Ils ont raison d’être méfiant et il est certain que les travailleurs de Tereos devront s’organiser par eux-mêmes pour déjouer les pièges tendus par la direction actuelle ou future.

CHU de Nantes

Des lits et des emplois !

Brève
14/12/2020

Au cours de la manif du samedi 12 décembre qui protestait contre la réduction des lits et de personnel dans le projet de nouvel hôpital

Le projet de transfert du CHU sur l’île de Nantes était estimé à 953 millions d’euros dont environ 225 millions subventionnés par l’Etat. Le projet initial prévoyait la disparition de près de 350 lits et de 800 emplois à temps pleins et à temps partiels. De plus ce projet d’une facture pharaonique avoisinant maintenant selon les estimations jusqu’à 1,5 milliards se base sur un endettement considérable. Or, depuis déjà des années, l’hôpital doit faire entrer des bénéfices pour payer des intérêts aux banques qui se substituent de plus en plus à l'Etat pour faire fonctionner ce service public essentiel pour la population.      

Dernièrement, après avoir défendu le projet tel quel pendant la campagne, la maire PS de Nantes, Johanna Roland, a proposé au conseil municipal un vœu d’augmentation de la capacité des lits.

Il n’en reste pas moins que, dans une région où la croissance démographique est de 10% par an, envisager des suppressions de lits au profit de l’ambulatoire et de personnel est criminel.

Faire le choix d’un bel habillage pour ce nouvel hôpital, sans mettre les moyens humains et sans y augmenter les capacités d’accueil est un choix purement économique qui profiterait grandement aux grosses entreprises du bâtiment sans prioriser la santé des habitants.

La Poste - PPDC Nantes Sud

Réactions face aux attaques des conditions de travail

Brève
14/12/2020

Du 7 au 9 décembre, un coup de colère a eu lieu devant le site de la Plate-forme de Préparation et de Distribution du Courrier et des colis Nantes Sud. Des facteurs grévistes de plusieurs communes (Vertou, Sainte Pazanne, Saint Julien de Concelles, Mouzillon) s’y sont rassemblés pour réclamer l’embauche en CDI des précaires, le 13ème mois et l’embauche de renforts face à l’avalanche de colis en cette fin 2020. L’inquiétude pour les emplois s’exprime aussi car la direction enlève des voitures des postiers les colis qu’elle donne à traiter à des sous-traitants.

La direction a commencé par refuser de discuter, menaçant de constats d’huissiers, mais quelques postiers ont pu rentrer dans la PPDC pour échanger avec leurs collègues et cette présence des grévistes a décidé les directeurs à les recevoir !

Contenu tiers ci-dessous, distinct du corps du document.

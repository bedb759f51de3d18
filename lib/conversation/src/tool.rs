//! Tool registry for chat runs.
//!
//! Tools are named operations the model may request while it streams. The
//! surrounding application supplies the executors; the registry resolves a
//! requested call to its executor and turns every failure into a failed
//! [`ToolResult`] so the model can decide how to respond.

use crate::error::ToolError;
use crate::message::{ToolCall, ToolResult};
use async_trait::async_trait;
use serde::{Deserialize, Serialize};
use serde_json::Value as JsonValue;
use std::collections::BTreeMap;
use std::fmt;
use std::sync::Arc;
use std::time::Instant;

/// Definition of a tool advertised to the model.
#[derive(Debug, Clone, PartialEq, Serialize, Deserialize)]
pub struct ToolDefinition {
    /// Unique tool name.
    pub name: String,
    /// Human-readable description.
    pub description: String,
    /// JSON schema for input parameters.
    pub input_schema: JsonValue,
}

impl ToolDefinition {
    /// Creates a new tool definition.
    #[must_use]
    pub fn new(name: impl Into<String>, description: impl Into<String>) -> Self {
        Self {
            name: name.into(),
            description: description.into(),
            input_schema: serde_json::json!({ "type": "object", "properties": {} }),
        }
    }

    /// Sets the input schema.
    #[must_use]
    pub fn with_input_schema(mut self, schema: JsonValue) -> Self {
        self.input_schema = schema;
        self
    }
}

/// Trait for tool execution.
#[async_trait]
pub trait ToolExecutor: Send + Sync {
    /// Returns the tool definition.
    fn definition(&self) -> ToolDefinition;

    /// Executes the tool with the given input.
    ///
    /// # Errors
    ///
    /// Returns an error if the input is invalid or the tool fails.
    async fn execute(&self, input: JsonValue) -> Result<JsonValue, ToolError>;
}

/// Registry of available tools.
#[derive(Clone, Default)]
pub struct ToolRegistry {
    tools: BTreeMap<String, Arc<dyn ToolExecutor>>,
}

impl fmt::Debug for ToolRegistry {
    fn fmt(&self, f: &mut fmt::Formatter<'_>) -> fmt::Result {
        f.debug_struct("ToolRegistry")
            .field("tools", &self.tools.keys().collect::<Vec<_>>())
            .finish()
    }
}

impl ToolRegistry {
    /// Creates a new empty registry.
    #[must_use]
    pub fn new() -> Self {
        Self::default()
    }

    /// Registers a tool under its definition name, replacing any previous one.
    pub fn register(&mut self, tool: Arc<dyn ToolExecutor>) {
        self.tools.insert(tool.definition().name, tool);
    }

    /// Registers a tool, builder style.
    #[must_use]
    pub fn with_tool(mut self, tool: Arc<dyn ToolExecutor>) -> Self {
        self.register(tool);
        self
    }

    /// Returns the executor registered under `name`.
    #[must_use]
    pub fn get(&self, name: &str) -> Option<&Arc<dyn ToolExecutor>> {
        self.tools.get(name)
    }

    /// Returns all tool definitions, ordered by name.
    #[must_use]
    pub fn definitions(&self) -> Vec<ToolDefinition> {
        self.tools.values().map(|tool| tool.definition()).collect()
    }

    /// Returns the number of registered tools.
    #[must_use]
    pub fn len(&self) -> usize {
        self.tools.len()
    }

    /// Returns whether the registry is empty.
    #[must_use]
    pub fn is_empty(&self) -> bool {
        self.tools.is_empty()
    }

    /// Executes a model-requested call.
    ///
    /// Never fails: unknown tools and executor errors become failed results.
    #[tracing::instrument(skip(self, call), fields(tool = %call.name, tool_call_id = %call.id))]
    pub async fn execute(&self, call: &ToolCall) -> ToolResult {
        let Some(tool) = self.get(&call.name) else {
            let error = ToolError::NotFound {
                name: call.name.clone(),
            };
            tracing::warn!(%error, "model requested an unknown tool");
            return ToolResult::failure(error.to_string());
        };

        let started = Instant::now();
        let outcome = tool.execute(call.arguments.clone()).await;
        let latency_ms = started.elapsed().as_millis() as u64;
        match outcome {
            Ok(value) => {
                tracing::debug!(latency_ms, "tool executed");
                ToolResult::success(value)
            }
            Err(error) => {
                tracing::warn!(%error, latency_ms, "tool execution failed, returning error to model");
                ToolResult::failure(error.to_string())
            }
        }
    }
}

#[cfg(test)]
mod tests {
    use super::*;
    use serde_json::json;

    struct Echo;

    #[async_trait]
    impl ToolExecutor for Echo {
        fn definition(&self) -> ToolDefinition {
            ToolDefinition::new("echo", "Echoes its input").with_input_schema(json!({
                "type": "object",
                "properties": { "value": { "type": "string" } }
            }))
        }

        async fn execute(&self, input: JsonValue) -> Result<JsonValue, ToolError> {
            input
                .get("value")
                .cloned()
                .ok_or_else(|| ToolError::InvalidInput {
                    name: "echo".to_string(),
                    reason: "missing value".to_string(),
                })
        }
    }

    #[test]
    fn registry_operations() {
        let registry = ToolRegistry::new().with_tool(Arc::new(Echo));
        assert_eq!(registry.len(), 1);
        assert!(registry.get("echo").is_some());
        assert!(registry.get("nonexistent").is_none());
        assert_eq!(registry.definitions()[0].name, "echo");
    }

    #[tokio::test]
    async fn execute_returns_tool_output() {
        let registry = ToolRegistry::new().with_tool(Arc::new(Echo));
        let result = registry
            .execute(&ToolCall::new("c1", "echo", json!({"value": "hi"})))
            .await;
        assert!(result.is_success());
        assert_eq!(result.result, json!("hi"));
    }

    #[tokio::test]
    async fn execute_turns_tool_errors_into_failed_results() {
        let registry = ToolRegistry::new().with_tool(Arc::new(Echo));
        let result = registry
            .execute(&ToolCall::new("c1", "echo", json!({})))
            .await;
        assert!(!result.is_success());
        assert!(result.error.as_deref().unwrap_or_default().contains("missing value"));
    }

    #[tokio::test]
    async fn execute_unknown_tool_fails_without_panicking() {
        let registry = ToolRegistry::new();
        let result = registry
            .execute(&ToolCall::new("c1", "missing", json!({})))
            .await;
        assert_eq!(result.error.as_deref(), Some("tool not found: missing"));
    }
}
//! Error types for the HTTP layer.
//!
//! [`ApiError`] is what handlers return; it renders as a JSON body
//! `{error, message, type}` with a status picked from the error kind.
//! [`StartupError`] covers everything that can stop the server from booting.

use atelier_ai::{ChatError, ChatErrorKind};
use axum::Json;
use axum::http::StatusCode;
use axum::response::{IntoResponse, Response};
use serde_json::json;
use std::fmt;
use std::path::PathBuf;

/// A chat request that could not be served.
#[derive(Debug)]
pub enum ApiError {
    /// The bot check vetoed the request.
    BotDetected,
    /// The request body is not a chat request.
    InvalidBody { reason: String },
    /// The chat pipeline rejected the request.
    Chat(ChatError),
}

impl From<ChatError> for ApiError {
    fn from(error: ChatError) -> Self {
        Self::Chat(error)
    }
}

impl fmt::Display for ApiError {
    fn fmt(&self, f: &mut fmt::Formatter<'_>) -> fmt::Result {
        match self {
            Self::BotDetected => write!(f, "Bot detected"),
            Self::InvalidBody { reason } => write!(f, "invalid chat request body: {reason}"),
            Self::Chat(error) => write!(f, "{error}"),
        }
    }
}

impl std::error::Error for ApiError {}

fn status_for(kind: ChatErrorKind) -> StatusCode {
    match kind {
        ChatErrorKind::ConfigurationError => StatusCode::BAD_REQUEST,
        ChatErrorKind::ModelNotFound => StatusCode::NOT_FOUND,
        ChatErrorKind::GatewayBillingRequired => StatusCode::PAYMENT_REQUIRED,
        ChatErrorKind::ApiError => StatusCode::INTERNAL_SERVER_ERROR,
    }
}

impl IntoResponse for ApiError {
    fn into_response(self) -> Response {
        match self {
            Self::BotDetected => {
                (StatusCode::FORBIDDEN, Json(json!({ "error": "Bot detected" }))).into_response()
            }
            Self::InvalidBody { reason } => {
                tracing::debug!(%reason, "rejecting malformed chat request");
                let body = json!({
                    "error": "Invalid Request",
                    "message": reason,
                    "type": ChatErrorKind::ApiError,
                });
                (StatusCode::BAD_REQUEST, Json(body)).into_response()
            }
            Self::Chat(error) => {
                let kind = error.kind();
                let body = json!({
                    "error": error.title(),
                    "message": error.to_string(),
                    "type": kind,
                });
                (status_for(kind), Json(body)).into_response()
            }
        }
    }
}

/// Errors that prevent the server from starting.
#[derive(Debug)]
pub enum StartupError {
    /// Configuration could not be loaded.
    Config { reason: String },
    /// The system prompt override could not be read.
    PromptUnreadable { path: PathBuf, reason: String },
    /// The HTTP client could not be built.
    HttpClient { reason: String },
    /// The listener could not be bound.
    Bind { addr: String, reason: String },
    /// The server stopped with an I/O error.
    Serve { reason: String },
}

impl fmt::Display for StartupError {
    fn fmt(&self, f: &mut fmt::Formatter<'_>) -> fmt::Result {
        match self {
            Self::Config { reason } => write!(f, "failed to load configuration: {reason}"),
            Self::PromptUnreadable { path, reason } => {
                write!(f, "failed to read system prompt '{}': {reason}", path.display())
            }
            Self::HttpClient { reason } => write!(f, "failed to build HTTP client: {reason}"),
            Self::Bind { addr, reason } => write!(f, "failed to bind to '{addr}': {reason}"),
            Self::Serve { reason } => write!(f, "server error: {reason}"),
        }
    }
}

impl std::error::Error for StartupError {}

#[cfg(test)]
mod tests {
    use super::*;
    use axum::body::to_bytes;
    use serde_json::Value as JsonValue;

    async fn render(error: ApiError) -> (StatusCode, JsonValue) {
        let response = error.into_response();
        let status = response.status();
        let bytes = to_bytes(response.into_body(), usize::MAX)
            .await
            .expect("read body");
        (status, serde_json::from_slice(&bytes).expect("json body"))
    }

    #[tokio::test]
    async fn chat_errors_map_to_status_and_type() {
        let cases = [
            (
                ChatError::Configuration {
                    reason: "no key".to_string(),
                },
                StatusCode::BAD_REQUEST,
                "configuration_error",
            ),
            (
                ChatError::ModelNotFound {
                    requested: "x".to_string(),
                    available: vec!["gpt-4".to_string()],
                },
                StatusCode::NOT_FOUND,
                "model_not_found",
            ),
            (
                ChatError::BillingRequired {
                    reason: "insufficient_funds".to_string(),
                },
                StatusCode::PAYMENT_REQUIRED,
                "gateway_billing_required",
            ),
            (
                ChatError::Api {
                    message: "upstream exploded".to_string(),
                },
                StatusCode::INTERNAL_SERVER_ERROR,
                "api_error",
            ),
        ];
        for (error, expected_status, expected_type) in cases {
            let (status, body) = render(ApiError::Chat(error)).await;
            assert_eq!(status, expected_status);
            assert_eq!(body["type"], expected_type);
            assert!(body["error"].is_string());
            assert!(body["message"].is_string());
        }
    }

    #[tokio::test]
    async fn bot_veto_is_forbidden() {
        let (status, body) = render(ApiError::BotDetected).await;
        assert_eq!(status, StatusCode::FORBIDDEN);
        assert_eq!(body, json!({ "error": "Bot detected" }));
    }

    #[test]
    fn startup_error_display() {
        let err = StartupError::Bind {
            addr: "127.0.0.1:3000".to_string(),
            reason: "address in use".to_string(),
        };
        assert_eq!(
            err.to_string(),
            "failed to bind to '127.0.0.1:3000': address in use"
        );
    }
}
//! Error handling foundation for atelier.
//!
//! This module provides only the `Result` type alias using rootcause.
//! Each crate defines its own domain-specific error types in their own
//! error modules, and I/O layers wrap them in a `Report` as they propagate.

use rootcause::Report;

/// A Result type alias using rootcause's Report for error handling.
pub type Result<T, C = ()> = std::result::Result<T, Report<C>>;

#[cfg(test)]
mod tests {
    use super::*;

    #[test]
    fn result_type_works() {
        let ok: Result<i32> = Ok(42);
        assert_eq!(ok.expect("should be ok"), 42);
    }
}
impl OpenAiCompatibleBackend {
    /// Creates a backend for the given endpoint.
    #[must_use]
    pub fn new(
        client: reqwest::Client,
        base_url: impl Into<String>,
        api_key: impl Into<String>,
        flavor: ApiFlavor,
    ) -> Self {
        Self {
            client,
            base_url: base_url.into(),
            api_key: api_key.into(),
            flavor,
            timeout: Duration::from_secs(120),
        }
    }

    /// Sets how long to wait for the response headers.
    #[must_use]
    pub fn with_timeout(mut self, timeout: Duration) -> Self {
        self.timeout = timeout;
        self
    }

    fn completions_url(&self) -> String {
        format!("{}/chat/completions", self.base_url.trim_end_matches('/'))
    }
}

#[async_trait]
impl LlmBackend for OpenAiCompatibleBackend {
    #[tracing::instrument(skip_all, fields(provider = self.provider(), model = %request.options.model))]
    async fn stream(&self, request: &InferenceRequest) -> atelier_core::Result<ChunkStream, LlmError> {
        let body = CompletionRequest::build(request, self.flavor);
        let mut builder = self
            .client
            .post(self.completions_url())
            .bearer_auth(&self.api_key)
            .json(&body);
        for (name, value) in &request.options.headers {
            builder = builder.header(name, value);
        }

        let response = tokio::time::timeout(self.timeout, builder.send())
            .await
            .map_err(|_| LlmError::Timeout)?
            .map_err(|e| {
                if e.is_timeout() {
                    LlmError::Timeout
                } else {
                    LlmError::ProviderUnavailable {
                        provider: self.provider().to_string(),
                        reason: e.to_string(),
                    }
                }
            })?;

        let status = response.status();
        if !status.is_success() {
            let retry_after = response
                .headers()
                .get(reqwest::header::RETRY_AFTER)
                .and_then(|value| value.to_str().ok())
                .and_then(|value| value.parse().ok());
            let body = response.text().await.unwrap_or_default();
            let error = classify_failure(status.as_u16(), retry_after, &body);
            tracing::warn!(status = status.as_u16(), %error, "upstream rejected completion request");
            return Err(error.into());
        }

        tracing::debug!("completion stream opened");
        Ok(decode_events(response.bytes_stream().eventsource().boxed()))
    }

    fn provider(&self) -> &str {
        match self.flavor {
            ApiFlavor::Direct => "openai",
            ApiFlavor::Gateway => "gateway",
        }
    }
}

Au final 5 renforts et 5 véhicules ont été obtenus. Même si les dirigeants de La Poste savent ajouter des précaires par-ci, et en retirer d’autres par-là, les facteurs sont fiers d’avoir exprimer la colère face aux bas salaires et à la précarité et tous sortaient renforcés d’avoir mené une action collective.

De plus, ces 3 jours de grève ont fait parler dans toute l’agglomération de Nantes : « tu as vu ce qu’ils font aux Sorinières ? », « Ils ont bien raison », « respect » sont les mots qui ressortaient des discussions chez les facteurs.